One Piece Encyclopedia


Doing Filler/Padding Right - Episode 743

Xilinoc May 29, 2016 User blog:Xilinoc

I know nobody really makes blogs about the anime these days but I think this is important to discuss so here goes.

Now, Toei, and more specifically the One Piece anime starting sometime during/after the Water 7 saga, are notorious for mediocre or bad fillers and padding, with strong exceptions like the G-8 arc being few and far between. This has become exacerbated with the current model of adapting roughly 1 chapter's worth of material per episode, meaning that in order to fill the ~19 minutes worth of runtime the studio has to throw in additional stuff. From what I've observed, people dislike padding far more than filler. Why? Well, while canon episode filler is usually just extra scenes for various characters or reusing the various comedic gags that Oda uses for his characters (helloooooo Buggy during Marineford), padding is stretching out a canon scene for those precious additional seconds and minutes. The more harmless variant of this comes in the form of stretching out an existing gag or adding in more lines for a dialogue exchange, but the truly reviled version is padding out a battle - the most egregrious form of this being the "tug-of-war" mode that Toei likes employing.

This often detracts from the episode because it causes a given character to appear weaker or more powerful than they were in the manga. Let's take the end of Caesar vs. Luffy: the manga had Luffy absolutely annihilating Caesar with Grizzly Bazooka despite the latter's Shinokuni upgrade in order to illustrate the very clear power gap between them, while the anime had Caesar somehow stopping Grizzly Bazooka for a moment or two and nearly petrifying Luffy's fists before the attack went through - never mind that the attack should've lost all its momentum once Caesar stopped Luffy's hands. This is a clear instance of the anime detracting from the story by doing padding wrong. A more recent example would be Luffy vs. Doflamingo: in the manga, once Luffy activated Gear Fourth, Doffy was barely hanging on and kept being overpowered right up until his defeat, while the anime presented the conflict more evenly and even turned the King Kong Gun/Godthread clash into another tug-of-war battle when, once again, the manga had Luffy instantly smashing through his opponent's defense to defeat them. You could argue that it was a little more acceptable for Doflamingo because of the monster he'd been established as up until that point, but regardless it was upping his power level/downgrading Luffy's from the source material for the sake of runtime and nothing more.

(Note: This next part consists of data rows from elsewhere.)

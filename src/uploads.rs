use chrono::{DateTime, Utc};
use serde::Serialize;
use tracing::{debug, warn};

use crate::error::Result;
use crate::resolver::ChannelId;
use crate::source::DataSource;

/// Largest `limit` the interactive front end offers
pub const MAX_VIDEOS: u32 = 10;

/// One upload, as listed by the channel's uploads playlist
#[derive(Debug, Clone, PartialEq, Serialize)]
pub struct VideoRecord {
    pub video_id: String,
    pub title: String,
    pub published_at: DateTime<Utc>,
}

/// List the `limit` most recent uploads of a channel, newest first.
///
/// Callers keep `limit` within `1..=MAX_VIDEOS`. A channel without an uploads
/// playlist, or with an empty one, yields an empty list rather than an error.
pub async fn list_recent_uploads(
    source: &dyn DataSource,
    channel_id: &ChannelId,
    limit: u32,
) -> Result<Vec<VideoRecord>> {
    let Some(playlist_id) = source.uploads_playlist(channel_id.as_str()).await? else {
        warn!(channel_id = %channel_id, "Channel has no uploads playlist");
        return Ok(Vec::new());
    };

    debug!(channel_id = %channel_id, %playlist_id, limit, "Listing uploads");
    let mut videos = source.playlist_videos(&playlist_id, limit).await?;
    videos.truncate(limit as usize);
    Ok(videos)
}
use serde_json::{Value, json};

use crate::config::validate_config;
use crate::error::{Error, Result};
use crate::pipeline::{AnalysisOptions, ChannelAnalysis, ChannelOutcome, analyze_batch, split_references};
use crate::report::top_terms;
use crate::sentiment::Lexicon;
use crate::youtube::YouTubeClient;

pub async fn run(channels: &str, max_videos: u32, json: bool, terms: usize) -> Result<()> {
    let references = split_references(channels);
    if references.is_empty() {
        return Err(Error::Config(
            "Please enter at least one channel link.".to_string(),
        ));
    }

    validate_config()?;
    let options = AnalysisOptions::with_max_videos(max_videos)?;
    let client = YouTubeClient::new()?;
    let lexicon = Lexicon::new();

    let outcomes = analyze_batch(&client, &lexicon, &references, &options).await;

    if json {
        print_json(&outcomes, terms)?;
    } else {
        for outcome in &outcomes {
            match &outcome.result {
                Ok(analysis) => print_analysis(analysis, terms),
                Err(e) => eprintln!("Error for {}: {}\n", outcome.reference, e),
            }
        }
    }

    ensure_any_analyzed(&outcomes)
}

/// Fail the command only when every reference in the batch failed
fn ensure_any_analyzed(outcomes: &[ChannelOutcome]) -> Result<()> {
    if !outcomes.is_empty() && outcomes.iter().all(|o| o.result.is_err()) {
        return Err(Error::NoChannelAnalyzed(outcomes.len()));
    }
    Ok(())
}

fn outcome_json(outcome: &ChannelOutcome, terms: usize) -> Value {
    match &outcome.result {
        Ok(analysis) => json!({
            "reference": outcome.reference,
            "analysis": analysis,
            "status_sentence": analysis.report.status.sentence(),
            "top_terms": top_terms(&analysis.pooled_comments, terms),
        }),
        Err(e) => json!({
            "reference": outcome.reference,
            "error": e.to_string(),
            "resolution_failure": e.is_resolution_failure(),
        }),
    }
}

fn print_json(outcomes: &[ChannelOutcome], terms: usize) -> Result<()> {
    let values: Vec<_> = outcomes
        .iter()
        .map(|outcome| outcome_json(outcome, terms))
        .collect();

    println!("{}", serde_json::to_string_pretty(&values)?);
    Ok(())
}

fn truncate(text: &str, max_chars: usize) -> String {
    let flat = text.split_whitespace().collect::<Vec<_>>().join(" ");
    if flat.chars().count() > max_chars {
        let cut: String = flat.chars().take(max_chars.saturating_sub(3)).collect();
        format!("{}...", cut)
    } else {
        flat
    }
}

fn print_analysis(analysis: &ChannelAnalysis, terms: usize) {
    println!("=== {} ({}) ===\n", analysis.reference, analysis.channel_id);

    if !analysis.has_videos() {
        println!("No videos found.\n");
        return;
    }

    println!("Recent videos:");
    for video in &analysis.videos {
        println!(
            "  {}  {}  {}",
            video.published_at.format("%Y-%m-%d"),
            video.video_id,
            truncate(&video.title, 60)
        );
    }
    println!();

    if !analysis.has_comments() {
        println!("No comments found.\n");
        return;
    }

    println!("Sample comments:");
    for comment in &analysis.sample {
        println!(
            "  {:>+7.4}  {:<8}  {}",
            comment.compound,
            comment.label,
            truncate(&comment.text, 70)
        );
    }
    println!();

    let top = top_terms(&analysis.pooled_comments, terms);
    if !top.is_empty() {
        let line = top
            .iter()
            .map(|(word, count)| format!("{} ({})", word, count))
            .collect::<Vec<_>>()
            .join(", ");
        println!("Top terms: {}\n", line);
    }

    println!("Video-level sentiment:");
    println!("  {:>4} {:>4} {:>4} {:>8}  Title", "Pos", "Neg", "Neu", "Score");
    for video in &analysis.video_summaries {
        let summary = &video.summary;
        let note = if video.comments_unavailable {
            "  [comments unavailable]"
        } else {
            ""
        };
        println!(
            "  {:>4} {:>4} {:>4} {:>7.2}%  {}{}",
            summary.positive,
            summary.negative,
            summary.neutral,
            summary.score,
            truncate(&summary.title, 50),
            note
        );
    }
    println!();

    let report = &analysis.report;
    println!("Channel performance report:");
    println!("  - Total comments analyzed: {}", report.total_comments);
    println!("  - Positive: {}", report.positive);
    println!("  - Negative: {}", report.negative);
    println!("  - Neutral: {}", report.neutral);
    println!("  - Overall sentiment score: {:.2}%", report.overall_score);
    println!("  - Status: {}", report.status.sentence());
    println!();
}
use crate::config::validate_config;
use crate::error::Result;
use crate::resolver::resolve;
use crate::uploads::{VideoRecord, list_recent_uploads};
use crate::youtube::YouTubeClient;

pub async fn run(channel: &str, limit: u32) -> Result<()> {
    validate_config()?;
    let client = YouTubeClient::new()?;

    eprintln!("Resolving channel...");
    let channel_id = resolve(&client, channel).await?;

    let videos = list_recent_uploads(&client, &channel_id, limit).await?;

    if videos.is_empty() {
        println!("No videos found for channel: {}", channel);
        return Ok(());
    }

    println!("Found {} video(s) for {}:\n", videos.len(), channel_id);

    for (i, video) in videos.iter().enumerate() {
        print_video_entry(i + 1, video);
    }

    println!("To analyze comment sentiment, run:");
    println!("  yt-sentiment analyze {}", channel);

    Ok(())
}

fn print_video_entry(index: usize, video: &VideoRecord) {
    println!("{}. {}", index, video.title);
    println!("   {}", video.published_at.format("%Y-%m-%d %H:%M UTC"));
    println!("   https://www.youtube.com/watch?v={}", video.video_id);
    println!();
}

With that out of the way, let's get to the goshdarn point of this article: this week's episode, the main focus of which is Luffy's clash with Fujitora. Now, with the above examples you could be forgiven for thinking that every extension on Toei's behalf is inevitably poorly-done tripe, but this particular instance would prove that wrong. Why? Because even though the conflict is extended a good 8-9 minutes past its manga form, it is constantly engaging throughout and neither combatant is weakened or strengthened compared to their manga counterpart. All the attacks are believably delivered and handled, the animation is pretty much constantly on-point, and it really does feel like a taste of what the future Admiral fights will be. The highlight for me would be the 15 seconds or so where Luffy is blocking sword strikes from Fujitora with Haki-hardened arms - it's tense, it's fast-paced, and it's believable, all important factors for anime-only stuff to work. And that's not even mentioning the epic gravity attack that Fujitora unleashes at the end or the incredibly ominous and well-done scene of him blocking out the sun with the rubble on Dressrosa.

Once again, I know we don't really pay attention to the anime these days, but I just wanna congratulate Toei for doing something very much right despite their history lowering expectations so much. Please watch this episode and see what I mean.